Corinthian II vs Endeavor vs Polar Star-any first hand knowledge?


Spouse is 46 and I’m 57. I have long been a student of polar exploration and am planning a trip to see some of Antarctica–only, not Falkland Islands. Spouse can get away for only a couple weeks, so we are looking at 15 day or shorter trips. Various options called to our attention are: Corinthian II, 114 passenger all suite ship. Online information looks pretty appealing–a smaller ship option so hopefully more personal service, a lot of valuable inclusions. Not cheap but seems good value for price. Other option is NG Endeavor. NG name carries a lot of weight, but the prices are sky high and the overall accomdations look less appealing than the Corinthian II. Polar Star looks promising as well. Spouse likes space and luxury, but does not like snobs. We both love great food and wine, and have done some soft adventure travel, plus some backpacking in the Rockies. He is a real science and nature buff and I just want to visit the “last place on earth. I’d feel better about having an MD on board, just in case, although neither of us has medical issues. I’d like to have maximum options to go ashore, even possibly camp overnight ( I know some ships offer that option at times.) Being from Wisconsin, the weather will be relatively similar to our January/February weather–cold, damp, overcast, etc.

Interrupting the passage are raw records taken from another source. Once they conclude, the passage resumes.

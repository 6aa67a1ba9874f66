//! Bridge lifecycle: wires session, router, invoker and supervisor together

use crate::agent::{ProcessInvoker, ProcessRunner, RetryStats, RetryingInvoker};
use crate::channels::{
    GatewaySession, LinkStatus, LivenessSupervisor, LoggingObserver, SessionSnapshot,
    StatusObserver,
};
use crate::config::BridgeConfig;
use crate::error::{Error, Result};
use crate::session::MessageRouter;
use serde::Serialize;
use std::sync::Arc;
use std::time::Duration;
use tokio::sync::{mpsc, Mutex, RwLock};
use tokio::task::{JoinHandle, JoinSet};

/// Inbound frames buffered between the socket reader and the dispatcher
const FRAME_BUFFER: usize = 1000;

/// Pause between stop and start on restart
const RESTART_PAUSE: Duration = Duration::from_secs(1);

/// Bridge lifecycle state
#[derive(Debug, Clone, Copy, PartialEq, Eq, Serialize)]
#[serde(rename_all = "snake_case")]
pub enum BridgeState {
    /// Not started
    Stopped,
    /// Starting up
    Starting,
    /// Running
    Running,
    /// Shutting down
    Stopping,
}

/// Retry configuration for display
#[derive(Debug, Clone, PartialEq, Serialize)]
pub struct RetrySettings {
    pub max_retries: u32,
    pub initial_backoff_secs: f64,
    pub max_backoff_secs: f64,
    pub cli_timeout_secs: u64,
    pub stats: RetryStats,
}

/// Point-in-time view of the bridge
#[derive(Debug, Clone, PartialEq, Serialize)]
pub struct BridgeStatus {
    pub state: BridgeState,
    /// Liveness supervisor verdict (false when stopped)
    pub online: bool,
    pub session: SessionSnapshot,
    pub in_flight: usize,
    pub retry: RetrySettings,
}

/// Everything that lives for one start/stop cycle
struct Runtime {
    session: Arc<GatewaySession>,
    router: Arc<MessageRouter>,
    supervisor: Arc<LivenessSupervisor>,
    tasks: Vec<JoinHandle<()>>,
}

/// QQ to Claude Code bridge
pub struct Bridge {
    config: BridgeConfig,
    state: Arc<RwLock<BridgeState>>,
    invoker: Arc<RetryingInvoker>,
    observers: RwLock<Vec<Arc<dyn StatusObserver>>>,
    runtime: Mutex<Option<Runtime>>,
}

impl Bridge {
    /// Create a bridge that invokes the Claude Code CLI from `config`
    pub fn new(config: BridgeConfig) -> Result<Self> {
        BridgeBuilder::new().config(config).build()
    }

    pub fn config(&self) -> &BridgeConfig {
        &self.config
    }

    pub async fn state(&self) -> BridgeState {
        *self.state.read().await
    }

    /// Shared invoker, also usable outside the chat flow
    pub fn invoker(&self) -> &Arc<RetryingInvoker> {
        &self.invoker
    }

    /// Register a status observer. Takes effect on the next start.
    pub async fn subscribe(&self, observer: Arc<dyn StatusObserver>) {
        self.observers.write().await.push(observer);
    }

    /// Start the session loop, frame dispatcher and liveness supervisor.
    ///
    /// Returns without waiting for the first connection.
    pub async fn start(&self) -> Result<()> {
        let mut state = self.state.write().await;
        if *state != BridgeState::Stopped {
            return Err(Error::Bridge("Bridge already running".to_string()));
        }
        *state = BridgeState::Starting;
        drop(state);

        tracing::info!(url = %self.config.network.onebot_ws_url, "Starting QQ bridge");

        let session = Arc::new(GatewaySession::from_config(&self.config));
        let router = Arc::new(MessageRouter::new(
            session.clone(),
            self.invoker.clone(),
            self.config.bot.clone(),
        ));

        let mut supervisor =
            LivenessSupervisor::new(session.clone(), session.state(), &self.config.heartbeat)
                .with_observer(Arc::new(LoggingObserver));
        for observer in self.observers.read().await.iter() {
            supervisor = supervisor.with_observer(observer.clone());
        }
        let supervisor = Arc::new(supervisor);

        let (frame_tx, frame_rx) = mpsc::channel(FRAME_BUFFER);
        let tasks = vec![
            tokio::spawn(session.clone().run(frame_tx)),
            tokio::spawn(dispatch_frames(frame_rx, router.clone())),
            tokio::spawn({
                let supervisor = supervisor.clone();
                async move { supervisor.run().await }
            }),
        ];

        *self.runtime.lock().await = Some(Runtime {
            session,
            router,
            supervisor,
            tasks,
        });
        *self.state.write().await = BridgeState::Running;

        tracing::info!("QQ bridge started");
        Ok(())
    }

    /// Stop everything started by [`start`](Self::start) and wait for it to
    /// finish. Safe to call repeatedly.
    pub async fn stop(&self) -> Result<()> {
        let mut state = self.state.write().await;
        if *state != BridgeState::Running {
            return Ok(());
        }
        *state = BridgeState::Stopping;
        drop(state);

        tracing::info!("Stopping QQ bridge");

        if let Some(runtime) = self.runtime.lock().await.take() {
            runtime.supervisor.cancel();
            // Closing the session ends the frame stream, which ends the
            // dispatcher and aborts its in-flight handlers
            runtime.session.disconnect().await;
            for task in runtime.tasks {
                if let Err(e) = task.await {
                    tracing::warn!(error = %e, "Bridge task ended abnormally");
                }
            }
        }

        *self.state.write().await = BridgeState::Stopped;
        tracing::info!("QQ bridge stopped");
        Ok(())
    }

    /// Stop, pause briefly, start again
    pub async fn restart(&self) -> Result<()> {
        self.stop().await?;
        tokio::time::sleep(RESTART_PAUSE).await;
        self.start().await
    }

    pub async fn status(&self) -> BridgeStatus {
        let state = *self.state.read().await;
        let (online, session, in_flight) = match self.runtime.lock().await.as_ref() {
            Some(runtime) => (
                runtime.supervisor.status() == LinkStatus::Online,
                runtime.session.state().snapshot(),
                runtime.router.in_flight(),
            ),
            None => (false, SessionSnapshot::default(), 0),
        };

        let backoff = self.invoker.backoff();
        BridgeStatus {
            state,
            online,
            session,
            in_flight,
            retry: RetrySettings {
                max_retries: self.invoker.max_retries(),
                initial_backoff_secs: backoff.initial().as_secs_f64(),
                max_backoff_secs: backoff.max().as_secs_f64(),
                cli_timeout_secs: self.config.claude.timeout,
                stats: self.invoker.stats(),
            },
        }
    }
}

/// Route each frame on its own task until the frame stream ends
async fn dispatch_frames(mut frames: mpsc::Receiver<serde_json::Value>, router: Arc<MessageRouter>) {
    let mut handlers = JoinSet::new();
    loop {
        tokio::select! {
            frame = frames.recv() => match frame {
                Some(frame) => {
                    let router = router.clone();
                    handlers.spawn(async move {
                        router.handle_frame(frame).await;
                    });
                }
                None => break,
            },
            Some(joined) = handlers.join_next(), if !handlers.is_empty() => {
                if let Err(e) = joined {
                    if e.is_panic() {
                        tracing::error!(error = %e, "Chat event handler panicked");
                    }
                }
            }
        }
    }

    if !handlers.is_empty() {
        tracing::info!(pending = handlers.len(), "Cancelling in-flight chat events");
    }
    handlers.shutdown().await;
}

/// Builder for [`Bridge`]
pub struct BridgeBuilder {
    config: BridgeConfig,
    observers: Vec<Arc<dyn StatusObserver>>,
    runner: Option<Arc<dyn ProcessRunner>>,
}

impl BridgeBuilder {
    /// Create a new builder with default config
    pub fn new() -> Self {
        Self {
            config: BridgeConfig::default(),
            observers: Vec::new(),
            runner: None,
        }
    }

    pub fn config(mut self, config: BridgeConfig) -> Self {
        self.config = config;
        self
    }

    /// Set the OneBot WebSocket URL
    pub fn onebot_url(mut self, url: impl Into<String>) -> Self {
        self.config.network.onebot_ws_url = url.into();
        self
    }

    pub fn observer(mut self, observer: Arc<dyn StatusObserver>) -> Self {
        self.observers.push(observer);
        self
    }

    /// Replace the CLI process runner (defaults to [`ProcessInvoker`])
    pub fn runner(mut self, runner: Arc<dyn ProcessRunner>) -> Self {
        self.runner = Some(runner);
        self
    }

    pub fn build(self) -> Result<Bridge> {
        self.config.validate()?;

        let runner: Arc<dyn ProcessRunner> = match self.runner {
            Some(runner) => runner,
            None => Arc::new(ProcessInvoker::from_config(&self.config)),
        };
        let invoker = Arc::new(RetryingInvoker::from_config(runner, &self.config.claude));

        Ok(Bridge {
            config: self.config,
            state: Arc::new(RwLock::new(BridgeState::Stopped)),
            invoker,
            observers: RwLock::new(self.observers),
            runtime: Mutex::new(None),
        })
    }
}

impl Default for BridgeBuilder {
    fn default() -> Self {
        Self::new()
    }
}
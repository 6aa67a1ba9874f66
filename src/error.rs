//! QQBridge error types

use thiserror::Error;

/// QQBridge error type
#[derive(Error, Debug)]
pub enum Error {
    /// Configuration error
    #[error("Configuration error: {0}")]
    Config(String),

    /// Gateway connection error (socket absent, closed, or write failed)
    #[error("Connection error: {0}")]
    Connection(String),

    /// CLI invocation error
    #[error("Invocation error: {0}")]
    Invocation(String),

    /// Bridge lifecycle error
    #[error("Bridge error: {0}")]
    Bridge(String),

    /// IO error
    #[error("IO error: {0}")]
    Io(#[from] std::io::Error),

    /// Serialization error
    #[error("Serialization error: {0}")]
    Serialization(#[from] serde_json::Error),

    /// YAML config error
    #[error("YAML error: {0}")]
    Yaml(#[from] serde_yaml::Error),

    /// TOML config parse error
    #[error("TOML error: {0}")]
    Toml(#[from] toml::de::Error),
}

/// Result type alias for QQBridge operations
pub type Result<T> = std::result::Result<T, Error>;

I am reluctant to book on any Russian ship (first hand experiences with Russian business practices leave us skeptical,) and ships that don’t allow you to use your credit card for the final payment (leaves you with less protection in the event of a default.)

Any feedback on any of these ships would be most appreciated!

User Harbor32 responded:
I was on a Corinthian II cruises to Antarctica in Feb 2007. We had one of the best crossings of Drakes passage (both directions), great weather and a totally wonderful trip. (more…)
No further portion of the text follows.